Today's Readings for the Daily Office (Book of Common Prayer, p. 961)
Psalms 38 (morning)       119:25-48 (evening)
Exodus 19:16-25
Colossians 1:15-23
Matthew 3:13-17

The hymn that we read today in Colossians expresses some of the spirit of our understanding of God as Trinity. 

Within God is relationship.  God pours out the divine life and love, speaking "Let there be...," and God's Word goes forth as the firstborn of all creation through whom all things are created and hold together.  In Jesus is the Word made flesh, fully assuming our human life to reconcile us by revealing our union with God through himself.  He is the face of God in a human life, the image of the invisible God for all humanity.  We see in him our essential union with God.  He reveals our essential being as God's beloved, for from the beginning God created us in the image of God.  "Through him God was pleased to reconcile to himself all things, whether on earth or in heaven, by making peace through the blood of his cross."  In Christ's passion, God embraces all that has been in rebellion to God -- our ignorance, our violence, our estrangement, our sin and our death.  God makes peace by accepting our evil and returning only love, thus creating new life -- resurrection.
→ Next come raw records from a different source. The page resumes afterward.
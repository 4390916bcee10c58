//! Network join request persistence.

use affiliate_types::{NetworkRequest, NetworkRequestDraft, NetworkRequestId, NetworkRequestStatus};
use chrono::{DateTime, Utc};
use sqlx::PgPool;
use uuid::Uuid;

use crate::convert::parse_text;
use crate::error::DbError;

const TABLE: &str = "network_requests";

macro_rules! request_columns {
    () => {
        "id, network_name, website_url, contact_email, message, status, created_at, reviewed_at"
    };
}

/// Operations on the `network_requests` table.
pub struct RequestStore<'a> {
    pool: &'a PgPool,
}

impl<'a> RequestStore<'a> {
    /// Create a new request store bound to a connection pool.
    pub const fn new(pool: &'a PgPool) -> Self {
        Self { pool }
    }

    /// Insert a pending request.
    ///
    /// # Errors
    ///
    /// Returns [`DbError`] if the insert fails.
    pub async fn create(&self, draft: &NetworkRequestDraft) -> Result<NetworkRequest, DbError> {
        let row = sqlx::query_as::<_, RequestRow>(concat!(
            "INSERT INTO network_requests (network_name, website_url, contact_email, message) \
             VALUES ($1, $2, $3, $4) RETURNING ",
            request_columns!()
        ))
        .bind(&draft.network_name)
        .bind(&draft.website_url)
        .bind(&draft.contact_email)
        .bind(&draft.message)
        .fetch_one(self.pool)
        .await?;
        row.try_into()
    }

    /// List requests newest first, optionally in one state.
    ///
    /// # Errors
    ///
    /// Returns [`DbError`] if the query fails.
    pub async fn list(&self, status: Option<NetworkRequestStatus>) -> Result<Vec<NetworkRequest>, DbError> {
        let rows = sqlx::query_as::<_, RequestRow>(concat!(
            "SELECT ",
            request_columns!(),
            " FROM network_requests WHERE ($1::text IS NULL OR status = $1) \
             ORDER BY created_at DESC, id DESC"
        ))
        .bind(status.map(NetworkRequestStatus::as_str))
        .fetch_all(self.pool)
        .await?;
        rows.into_iter().map(NetworkRequest::try_from).collect()
    }

    /// Load one request.
    ///
    /// # Errors
    ///
    /// Returns [`DbError`] if the query fails.
    pub async fn get(&self, id: NetworkRequestId) -> Result<Option<NetworkRequest>, DbError> {
        let row = sqlx::query_as::<_, RequestRow>(concat!(
            "SELECT ",
            request_columns!(),
            " FROM network_requests WHERE id = $1"
        ))
        .bind(id.into_inner())
        .fetch_optional(self.pool)
        .await?;
        row.map(NetworkRequest::try_from).transpose()
    }

    /// Move a request to `status` and stamp `reviewed_at`.
    ///
    /// # Errors
    ///
    /// Returns [`DbError`] if the update fails.
    pub async fn review(
        &self,
        id: NetworkRequestId,
        status: NetworkRequestStatus,
    ) -> Result<Option<NetworkRequest>, DbError> {
        let row = sqlx::query_as::<_, RequestRow>(concat!(
            "UPDATE network_requests SET status = $2, reviewed_at = now() \
             WHERE id = $1 RETURNING ",
            request_columns!()
        ))
        .bind(id.into_inner())
        .bind(status.as_str())
        .fetch_optional(self.pool)
        .await?;
        row.map(NetworkRequest::try_from).transpose()
    }
}

/// A row from the `network_requests` table.
#[derive(Debug, Clone, sqlx::FromRow)]
pub struct RequestRow {
    /// Request UUID.
    pub id: Uuid,
    /// Network name.
    pub network_name: String,
    /// Website.
    pub website_url: Option<String>,
    /// Reply address.
    pub contact_email: String,
    /// Message.
    pub message: String,
    /// Status text.
    pub status: String,
    /// Submission time.
    pub created_at: DateTime<Utc>,
    /// Review time.
    pub reviewed_at: Option<DateTime<Utc>>,
}

impl TryFrom<RequestRow> for NetworkRequest {
    type Error = DbError;

    fn try_from(row: RequestRow) -> Result<Self, Self::Error> {
        Ok(Self {
            id: NetworkRequestId(row.id),
            network_name: row.network_name,
            website_url: row.website_url,
            contact_email: row.contact_email,
            message: row.message,
            status: parse_text(TABLE, &row.status)?,
            created_at: row.created_at,
            reviewed_at: row.reviewed_at,
        })
    }
}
All of this happens within the energy of God's Holy Spirit, which we see manifested upon Jesus in the story his baptism in today's reading from Matthew.  John's baptism was a baptism of repentance.  John spoke to Jews who had so lost their sense of identity that they felt called to undergo the ritual cleansing of baptism, a process previously reserved for non-Jews who were converting to Judaism.  These Jews sensed that they had lost their original identity as "a priestly kingdom and a holy nation," as we read in Exodus yesterday.  They listened to John, who convicted them of their alienation from their original identity, and John baptized them back into the people they were called to be.  In baptism they were forgiven and regenerated into their true identity as "a priestly kingdom and a holy nation."
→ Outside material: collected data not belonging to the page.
//! Tracker endpoint handlers.
//!
//! | Method | Path | Description |
//! |--------|------|-------------|
//! | `POST` | `/api/custom-click` | Append a click |
//! | `GET` | `/api/custom-clicks` | Every stored click |

use std::sync::Arc;

use affiliate_types::CustomClick;
use axum::extract::State;
use axum::extract::rejection::JsonRejection;
use axum::http::header::USER_AGENT;
use axum::http::{HeaderMap, StatusCode};
use axum::response::IntoResponse;
use axum::Json;
use chrono::Utc;
use serde::Deserialize;
use serde_json::Value;
use uuid::Uuid;

use crate::error::TrackerError;
use crate::store::ClickFile;

/// Body of `POST /api/custom-click`.
#[derive(Debug, Default, Deserialize)]
pub struct CustomClickRequest {
    /// Clicked banner. Strings and numbers are both accepted.
    #[serde(default)]
    pub banner_id: Option<Value>,
    /// Overrides the request's `User-Agent` header.
    #[serde(default)]
    pub user_agent: Option<String>,
}

/// Append a click to the file.
pub async fn record_click(
    State(store): State<Arc<ClickFile>>,
    headers: HeaderMap,
    body: Result<Json<CustomClickRequest>, JsonRejection>,
) -> Result<impl IntoResponse, TrackerError> {
    let Json(body) = body.map_err(|e| body_rejection(&e))?;
    let banner_id = body
        .banner_id
        .as_ref()
        .and_then(banner_text)
        .ok_or_else(|| TrackerError::BadRequest(String::from("banner_id is required")))?;

    let user_agent = body.user_agent.or_else(|| {
        headers
            .get(USER_AGENT)
            .and_then(|v| v.to_str().ok())
            .map(str::to_owned)
    });

    let click = CustomClick {
        id: Uuid::now_v7(),
        banner_id,
        user_agent,
        timestamp: Utc::now(),
    };
    let stored = store.append(click).await?;
    Ok((StatusCode::CREATED, Json(stored)))
}

/// Every stored click.
pub async fn list_clicks(
    State(store): State<Arc<ClickFile>>,
) -> Result<impl IntoResponse, TrackerError> {
    Ok(Json(store.all().await?))
}

/// An unparsed body carries no `banner_id`; a malformed one says why.
fn body_rejection(rejection: &JsonRejection) -> TrackerError {
    match rejection {
        JsonRejection::MissingJsonContentType(_) => {
            TrackerError::BadRequest(String::from("banner_id is required"))
        }
        other => TrackerError::BadRequest(other.body_text()),
    }
}

fn banner_text(value: &Value) -> Option<String> {
    match value {
        Value::String(s) => Some(s.trim().to_owned()).filter(|s| !s.is_empty()),
        Value::Number(n) => Some(n.to_string()),
        _ => None,
    }
}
Jesus embraces John's baptism, entering into the people's identification of their alienation, sin and lostness.  As Jesus pours himself into the water, the Spirit of God descends upon him like a dove, and a voice from heaven says, "This is my Son, the Beloved, with whom I am well pleased."  Jesus will be revealed as God's High Priest, inaugurating God's Kingdom, and restoring holiness to life.  Jesus reveals the nature of God, reveals the true identity of humanity, and reveals God's purpose that all things be reconciled and united into the Godhead.

Through Christ we are now presented to God "holy and blameless and irreproachable before [God]."  We are swept up into the divine life.  We are made one with Christ, and therefore we live in union with God and with all creation.  We are filled with the Spirit and given the very life and energy of the divine.  Our essential identity is within the eternal love and creativity of God.  There is nothing left for us to do but to be who we are.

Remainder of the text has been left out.